The most obvious indicator for measuring momentum for many traders is the aptly named momentum indicator. It simply measures the amount that a market’s price has changed (often referred to as rate of change) over a given period of time, which you designate (14 bars is a common time period).
Another way to express the momentum indicator is that it measures the current bar’s closing price to a specific number of previous closing prices (such as the closing prices of the last 14 bars) and gives a reading as to how fast price is moving in a direction.

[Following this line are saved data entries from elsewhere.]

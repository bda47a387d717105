//! Interactive page viewer.

use anyhow::Result;
use lattice_core::config::paths;
use lattice_core::{Config, PageManifest, logging};

pub fn run(config: &Config, manifest: &PageManifest) -> Result<()> {
    // The viewer owns the screen, so logs go to a file.
    let _guard = logging::init_file(&paths::logs_dir(), config.log.filter.as_deref())?;
    lattice_tui::run_page(config, manifest.layout())
}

Because momentum measures the speed (or strength) of a market’s movement, the price bars on a chart can continue to move up (indicating an uptrend), while the momentum indicator can move down if the speed (momentum) decreases. This shows that although the trend is still up, it’s weakening and may soon be coming to an end.
Following are three common ways of using the momentum indicator to confirm a strong trend for entry and also to determine when a trend is weakening to exit a trade:
Stay with an uptrend as long as the momentum indicator remains above 0, and exit the trade when the indicator drops back below 0.
The figure shows what the chart looks like when the momentum crosses 0.
Draw a trend line on the momentum indicator line, and exit your trade when the trend line on the indicator is broken.
The figure shows an example.
Exit your trend trade when you see a divergence between price and the momentum indicator line.
There’s a higher high on price and a lower high on the indicator.